2.3 Model Calibration, Validation and Baseline
The study period was 2003-01-01 to 2012-12-31. The model was calibrated for daily direct runoff (DR) with data of the first five years (2003-01-01 to 2007-12-31) and validated with data for the remaining five years (2008-01-01 to 2012-12-31). The simulated runoff was compared with observed runoff, derived with WHAT (Lim et al. 2005). The model was manually calibrated for daily runoff and two statistics, Nash–Sutcliffe efficiency (NSE) and the coefficient of determination (R2), were used to assess how well the simulated daily runoff fit observed daily DR. The calibration and validation exercise resulted in NSE = 0.57 and R2 = 0.58. The validation period yielded similar results with NSE = 0.64 and R2 = 0.67. Runoff simulated for the entire study period (2003-01-01 to 2007-12-31) was used as baseline for comparison with the LID scenarios developed for the analysis. The baseline model, after calibration and validation, showed NSE = 0.61 and R2 = 0.63. These statistics were deemed reasonable for daily runoff simulations and for the objectives of the study (Moriasi et al. 2007).

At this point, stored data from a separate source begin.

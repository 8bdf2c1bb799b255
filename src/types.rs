//! Shared data types for the Pressroom server.
//!
//! This module defines the article and user data model plus the event types
//! broadcast to subscribers. Stored and resolved article representations are
//! kept distinct: the store assigns identifiers and owns the timestamps, and
//! only read paths resolve the author relation into the full user.

use chrono::{DateTime, Utc};
use serde::{Deserialize, Serialize};
use uuid::Uuid;

/// Role of a user, as a closed set.
///
/// Authorization decisions match exhaustively on this enum; there is no
/// free-form role string anywhere in the pipeline.
#[derive(Debug, Clone, Copy, PartialEq, Eq, Serialize, Deserialize)]
#[serde(rename_all = "lowercase")]
pub enum Role {
    Member,
    Admin,
}

impl std::str::FromStr for Role {
    type Err = String;

    fn from_str(s: &str) -> Result<Self, Self::Err> {
        match s {
            "member" => Ok(Self::Member),
            "admin" => Ok(Self::Admin),
            other => Err(format!("unknown role '{other}', expected 'member' or 'admin'")),
        }
    }
}

/// A user record as held by the identity store.
///
/// Immutable for the purposes of this server: the pipeline only ever reads
/// `role`, it never mutates a user.
#[derive(Debug, Clone, PartialEq, Eq, Serialize, Deserialize)]
pub struct User {
    pub id: Uuid,
    pub name: String,
    pub email: String,
    pub role: Role,
}

/// Decoded token claims identifying the acting user.
///
/// Produced once per request by the token verifier and carried through the
/// rest of the pipeline; discarded when the request completes.
#[derive(Debug, Clone, PartialEq, Eq, Serialize, Deserialize)]
pub struct AuthClaims {
    /// Identifier of the acting user.
    #[serde(rename = "userId")]
    pub user_id: Uuid,

    /// Expiry (unix timestamp).
    pub exp: i64,
}

/// A fully resolved article, as returned to callers and subscribers.
///
/// `author` is the resolved user record; it is `None` only when the
/// referenced user no longer exists in the identity store.
#[derive(Debug, Clone, PartialEq, Eq, Serialize, Deserialize)]
pub struct Article {
    pub id: Uuid,
    pub title: String,
    pub content: String,
    pub author: Option<User>,
    pub created_at: DateTime<Utc>,
    pub updated_at: DateTime<Utc>,
}

/// An article as persisted, with the author relation unresolved.
#[derive(Debug, Clone, PartialEq, Eq)]
pub struct ArticleRecord {
    pub id: Uuid,
    pub title: String,
    pub content: String,
    pub author_id: Uuid,
    pub created_at: DateTime<Utc>,
    pub updated_at: DateTime<Utc>,
}

/// Fields accepted from a client when creating an article.
///
/// There is deliberately no author field here: the author reference is set
/// exactly once, at creation, to the authenticated caller. Any author field
/// a client includes in the request body is discarded during
/// deserialization rather than merged.
#[derive(Debug, Clone, Deserialize)]
pub struct NewArticle {
    pub title: String,
    pub content: String,
}

/// Insert payload handed to the article store, with the author reference
/// already stamped by the service.
#[derive(Debug, Clone)]
pub struct ArticleData {
    pub title: String,
    pub content: String,
    pub author_id: Uuid,
}

/// Partial update applied to an existing article.
///
/// Absent fields are left untouched.
#[derive(Debug, Clone, Default, Deserialize)]
pub struct ArticlePatch {
    pub title: Option<String>,
    pub content: Option<String>,
}

/// An event broadcast to subscribers after a successful mutation.
///
/// Create and update carry the fully resolved article so subscribers observe
/// the same shape the HTTP caller receives; delete carries only the
/// identifier. Events are ephemeral and never persisted.
#[derive(Debug, Clone, PartialEq, Serialize, Deserialize)]
#[serde(tag = "event", content = "data")]
pub enum ArticleEvent {
    #[serde(rename = "article:create")]
    Created(Article),

    #[serde(rename = "article:update")]
    Updated(Article),

    #[serde(rename = "article:delete")]
    Deleted { id: Uuid },
}

impl ArticleEvent {
    /// The wire name of the event, as seen by subscribers.
    #[must_use]
    pub fn name(&self) -> &'static str {
        match self {
            Self::Created(_) => "article:create",
            Self::Updated(_) => "article:update",
            Self::Deleted { .. } => "article:delete",
        }
    }
}

#[cfg(test)]
mod tests {
    use super::*;

    fn sample_user(role: Role) -> User {
        User {
            id: Uuid::new_v4(),
            name: "John Doe".to_string(),
            email: "john@test.com".to_string(),
            role,
        }
    }

    fn sample_article() -> Article {
        Article {
            id: Uuid::new_v4(),
            title: "New Article".to_string(),
            content: "Content of the new article".to_string(),
            author: Some(sample_user(Role::Member)),
            created_at: Utc::now(),
            updated_at: Utc::now(),
        }
    }

    #[test]
    fn role_serializes_lowercase() {
        assert_eq!(serde_json::to_string(&Role::Member).unwrap(), r#""member""#);
        assert_eq!(serde_json::to_string(&Role::Admin).unwrap(), r#""admin""#);
    }

    #[test]
    fn role_parses_from_str() {
        assert_eq!("member".parse::<Role>().unwrap(), Role::Member);
        assert_eq!("admin".parse::<Role>().unwrap(), Role::Admin);
        assert!("root".parse::<Role>().is_err());
    }

    #[test]
    fn auth_claims_uses_user_id_wire_name() {
        let claims = AuthClaims {
            user_id: Uuid::new_v4(),
            exp: 4_102_444_800,
        };
        let json = serde_json::to_value(&claims).unwrap();
        assert!(json.get("userId").is_some());
        assert!(json.get("user_id").is_none());
    }

    #[test]
    fn new_article_discards_client_supplied_author() {
        let json = r#"{"title":"t","content":"c","author":"someone-else"}"#;
        let draft: NewArticle = serde_json::from_str(json).unwrap();
        assert_eq!(draft.title, "t");
        assert_eq!(draft.content, "c");
    }

    #[test]
    fn article_patch_fields_default_to_none() {
        let patch: ArticlePatch = serde_json::from_str(r#"{"title":"only title"}"#).unwrap();
        assert_eq!(patch.title.as_deref(), Some("only title"));
        assert!(patch.content.is_none());
    }

    #[test]
    fn event_serializes_with_wire_name() {
        let event = ArticleEvent::Created(sample_article());
        let json = serde_json::to_value(&event).unwrap();
        assert_eq!(json["event"], "article:create");
        assert!(json["data"]["title"].is_string());
    }

    #[test]
    fn delete_event_carries_only_the_id() {
        let id = Uuid::new_v4();
        let event = ArticleEvent::Deleted { id };
        let json = serde_json::to_value(&event).unwrap();
        assert_eq!(json["event"], "article:delete");
        assert_eq!(json["data"]["id"], id.to_string());
        assert_eq!(json["data"].as_object().unwrap().len(), 1);
    }

    #[test]
    fn event_name_matches_variant() {
        assert_eq!(ArticleEvent::Created(sample_article()).name(), "article:create");
        assert_eq!(ArticleEvent::Updated(sample_article()).name(), "article:update");
        assert_eq!(
            ArticleEvent::Deleted { id: Uuid::new_v4() }.name(),
            "article:delete"
        );
    }

    #[test]
    fn event_round_trips_through_json() {
        let event = ArticleEvent::Updated(sample_article());
        let json = serde_json::to_string(&event).unwrap();
        let back: ArticleEvent = serde_json::from_str(&json).unwrap();
        assert_eq!(back, event);
    }
}
//! Server configuration module.
//!
//! Parses configuration from environment variables.
//!
//! # Environment Variables
//!
//! | Variable | Required | Default | Description |
//! |----------|----------|---------|-------------|
//! | `PRESSROOM_JWT_SECRET` | Yes | - | HS256 secret used to verify tokens |
//! | `PRESSROOM_USERS` | No | empty | Seed users, `id:name:email:role` pairs comma-separated |
//! | `PORT` | No | 8080 | HTTP server port |
//!
//! User provisioning proper belongs to the identity system; `PRESSROOM_USERS`
//! only seeds the in-memory identity store so the server is usable on its
//! own.

use std::env;

use thiserror::Error;
use uuid::Uuid;

use crate::types::{Role, User};

/// Default HTTP server port.
const DEFAULT_PORT: u16 = 8080;

/// Errors that can occur when parsing configuration.
#[derive(Debug, Error)]
pub enum ConfigError {
    /// Required environment variable is missing.
    #[error("missing required environment variable: {0}")]
    MissingEnvVar(String),

    /// Environment variable has invalid format.
    #[error("invalid format for {var}: {message}")]
    InvalidFormat { var: String, message: String },

    /// Port number is invalid.
    #[error("invalid port number: {0}")]
    InvalidPort(#[from] std::num::ParseIntError),
}

/// Server configuration parsed from environment variables.
#[derive(Debug, Clone)]
pub struct Config {
    /// HS256 secret used to verify request tokens.
    pub jwt_secret: String,

    /// HTTP server port.
    pub port: u16,

    /// Users seeded into the identity store at startup.
    pub users: Vec<User>,
}

impl Config {
    /// Parse configuration from environment variables.
    ///
    /// # Errors
    ///
    /// Returns `ConfigError` if `PRESSROOM_JWT_SECRET` is missing or empty,
    /// the port is not a valid u16, or `PRESSROOM_USERS` is malformed.
    pub fn from_env() -> Result<Self, ConfigError> {
        let jwt_secret = match env::var("PRESSROOM_JWT_SECRET") {
            Ok(secret) if !secret.is_empty() => secret,
            _ => {
                return Err(ConfigError::MissingEnvVar(
                    "PRESSROOM_JWT_SECRET".to_string(),
                ))
            }
        };

        Ok(Self {
            jwt_secret,
            port: parse_port()?,
            users: parse_users()?,
        })
    }
}

/// Parse the PORT environment variable, defaulting when unset.
fn parse_port() -> Result<u16, ConfigError> {
    match env::var("PORT") {
        Ok(port_str) => Ok(port_str.parse()?),
        Err(env::VarError::NotPresent) => Ok(DEFAULT_PORT),
        Err(env::VarError::NotUnicode(_)) => Err(ConfigError::InvalidFormat {
            var: "PORT".to_string(),
            message: "contains invalid unicode".to_string(),
        }),
    }
}

/// Parse the PRESSROOM_USERS environment variable.
///
/// Expected format: `id:name:email:role,id:name:email:role` where `id` is a
/// UUID and `role` is `member` or `admin`.
fn parse_users() -> Result<Vec<User>, ConfigError> {
    let users_str = match env::var("PRESSROOM_USERS") {
        Ok(s) if !s.is_empty() => s,
        _ => return Ok(Vec::new()),
    };

    let mut users = Vec::new();

    for entry in users_str.split(',') {
        let entry = entry.trim();
        if entry.is_empty() {
            continue;
        }

        let parts: Vec<&str> = entry.splitn(4, ':').collect();
        if parts.len() != 4 {
            return Err(ConfigError::InvalidFormat {
                var: "PRESSROOM_USERS".to_string(),
                message: format!("expected 'id:name:email:role' format, got '{entry}'"),
            });
        }

        let id = Uuid::parse_str(parts[0].trim()).map_err(|_| ConfigError::InvalidFormat {
            var: "PRESSROOM_USERS".to_string(),
            message: format!("'{}' is not a valid UUID", parts[0].trim()),
        })?;

        let name = parts[1].trim();
        let email = parts[2].trim();
        if name.is_empty() || email.is_empty() {
            return Err(ConfigError::InvalidFormat {
                var: "PRESSROOM_USERS".to_string(),
                message: format!("name and email cannot be empty in '{entry}'"),
            });
        }

        let role: Role = parts[3]
            .trim()
            .parse()
            .map_err(|message| ConfigError::InvalidFormat {
                var: "PRESSROOM_USERS".to_string(),
                message,
            })?;

        users.push(User {
            id,
            name: name.to_string(),
            email: email.to_string(),
            role,
        });
    }

    Ok(users)
}

#[cfg(test)]
mod tests {
    use super::*;
    use serial_test::serial;
    use std::env;

    /// Helper to temporarily set environment variables for testing.
    struct EnvGuard {
        vars: Vec<(String, Option<String>)>,
    }

    impl EnvGuard {
        fn new() -> Self {
            Self { vars: Vec::new() }
        }

        fn set(&mut self, key: &str, value: &str) {
            let old_value = env::var(key).ok();
            self.vars.push((key.to_string(), old_value));
            env::set_var(key, value);
        }

        fn remove(&mut self, key: &str) {
            let old_value = env::var(key).ok();
            self.vars.push((key.to_string(), old_value));
            env::remove_var(key);
        }
    }

    impl Drop for EnvGuard {
        fn drop(&mut self) {
            for (key, value) in &self.vars {
                match value {
                    Some(v) => env::set_var(key, v),
                    None => env::remove_var(key),
                }
            }
        }
    }

    const TEST_UUID: &str = "6a0f1c52-0d0e-4c07-9f52-9d1f5c3a0001";

    #[test]
    #[serial]
    fn from_env_requires_a_jwt_secret() {
        let mut guard = EnvGuard::new();
        guard.remove("PRESSROOM_JWT_SECRET");
        guard.remove("PRESSROOM_USERS");
        guard.remove("PORT");

        let err = Config::from_env().unwrap_err();
        assert!(matches!(err, ConfigError::MissingEnvVar(ref v) if v == "PRESSROOM_JWT_SECRET"));
    }

    #[test]
    #[serial]
    fn from_env_rejects_an_empty_secret() {
        let mut guard = EnvGuard::new();
        guard.set("PRESSROOM_JWT_SECRET", "");
        guard.remove("PRESSROOM_USERS");
        guard.remove("PORT");

        assert!(Config::from_env().is_err());
    }

    #[test]
    #[serial]
    fn from_env_uses_default_port() {
        let mut guard = EnvGuard::new();
        guard.set("PRESSROOM_JWT_SECRET", "secret");
        guard.remove("PRESSROOM_USERS");
        guard.remove("PORT");

        let config = Config::from_env().unwrap();
        assert_eq!(config.port, DEFAULT_PORT);
        assert!(config.users.is_empty());
    }

    #[test]
    #[serial]
    fn from_env_parses_an_explicit_port() {
        let mut guard = EnvGuard::new();
        guard.set("PRESSROOM_JWT_SECRET", "secret");
        guard.remove("PRESSROOM_USERS");
        guard.set("PORT", "3000");

        let config = Config::from_env().unwrap();
        assert_eq!(config.port, 3000);
    }

    #[test]
    #[serial]
    fn from_env_rejects_a_bad_port() {
        let mut guard = EnvGuard::new();
        guard.set("PRESSROOM_JWT_SECRET", "secret");
        guard.remove("PRESSROOM_USERS");
        guard.set("PORT", "not-a-port");

        assert!(matches!(
            Config::from_env().unwrap_err(),
            ConfigError::InvalidPort(_)
        ));
    }

    #[test]
    #[serial]
    fn from_env_parses_seed_users() {
        let mut guard = EnvGuard::new();
        guard.set("PRESSROOM_JWT_SECRET", "secret");
        guard.remove("PORT");
        guard.set(
            "PRESSROOM_USERS",
            &format!("{TEST_UUID}:Admin User:admin@test.com:admin"),
        );

        let config = Config::from_env().unwrap();
        assert_eq!(config.users.len(), 1);
        let user = &config.users[0];
        assert_eq!(user.id.to_string(), TEST_UUID);
        assert_eq!(user.name, "Admin User");
        assert_eq!(user.email, "admin@test.com");
        assert_eq!(user.role, Role::Admin);
    }

    #[test]
    #[serial]
    fn from_env_parses_multiple_users_and_skips_blank_entries() {
        let mut guard = EnvGuard::new();
        guard.set("PRESSROOM_JWT_SECRET", "secret");
        guard.remove("PORT");
        guard.set(
            "PRESSROOM_USERS",
            &format!(
                "{TEST_UUID}:Admin User:admin@test.com:admin, ,\
                 6a0f1c52-0d0e-4c07-9f52-9d1f5c3a0002:John Doe:john@test.com:member"
            ),
        );

        let config = Config::from_env().unwrap();
        assert_eq!(config.users.len(), 2);
        assert_eq!(config.users[1].role, Role::Member);
    }

    #[test]
    #[serial]
    fn from_env_rejects_a_malformed_user_entry() {
        let mut guard = EnvGuard::new();
        guard.set("PRESSROOM_JWT_SECRET", "secret");
        guard.remove("PORT");
        guard.set("PRESSROOM_USERS", "missing-fields");

        assert!(matches!(
            Config::from_env().unwrap_err(),
            ConfigError::InvalidFormat { ref var, .. } if var == "PRESSROOM_USERS"
        ));
    }

    #[test]
    #[serial]
    fn from_env_rejects_an_unknown_role() {
        let mut guard = EnvGuard::new();
        guard.set("PRESSROOM_JWT_SECRET", "secret");
        guard.remove("PORT");
        guard.set(
            "PRESSROOM_USERS",
            &format!("{TEST_UUID}:Admin User:admin@test.com:root"),
        );

        assert!(Config::from_env().is_err());
    }

    #[test]
    #[serial]
    fn from_env_rejects_a_non_uuid_id() {
        let mut guard = EnvGuard::new();
        guard.set("PRESSROOM_JWT_SECRET", "secret");
        guard.remove("PORT");
        guard.set("PRESSROOM_USERS", "abc123:Admin:admin@test.com:admin");

        assert!(Config::from_env().is_err());
    }

    #[test]
    fn config_error_displays() {
        let err = ConfigError::MissingEnvVar("PRESSROOM_JWT_SECRET".to_string());
        assert_eq!(
            err.to_string(),
            "missing required environment variable: PRESSROOM_JWT_SECRET"
        );

        let err = ConfigError::InvalidFormat {
            var: "PRESSROOM_USERS".to_string(),
            message: "bad entry".to_string(),
        };
        assert_eq!(
            err.to_string(),
            "invalid format for PRESSROOM_USERS: bad entry"
        );
    }
}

2.4 Simulation Scenario Development
Arc Hydro tools were used to delineate the DCW in 117 subcatchments and PCSWMM was used to evaluate the long term effectiveness of three LID practices: rain barrel (RB), rain garden (RG), and porous pavement (PP). The three LID practices were modeled individually and in combination in the form of vertical layers (Rossman 2010) using LID editor algorithms and the Green–Ampt method for infiltration of the SWMM engine. A baseline and a pre-development land cover scenario were developed to assess the ability of LID scenarios to reduce runoff at the watershed outlet and to restore the pre-development hydrologic regime. The baseline and all LID scenarios were simulated using NLCD 2006 land cover. A detailed description of the assumptions and steps on LID design and representation in the model are provided in Di Vittorio (2014).
Rain barrels and rain gardens were implemented only in residential settings and received runoff from roof downspouts. The conceptual model simplified an average roof area into four equal sections, and each section was assumed to be DCIA and sending runoff to one downspout. For the purpose of LID simulation, an assumption was made that a home implementing rain barrels would have 3 downspouts (75% of the average roof area) routed to three rain barrels of approximately 280 L each on the property and a home implementing a rain garden would have one downspout (or 25% of the roof area) routed to a rain garden on the property. The model parameters used for modeling the two practices are shown in Tables 3 and 4.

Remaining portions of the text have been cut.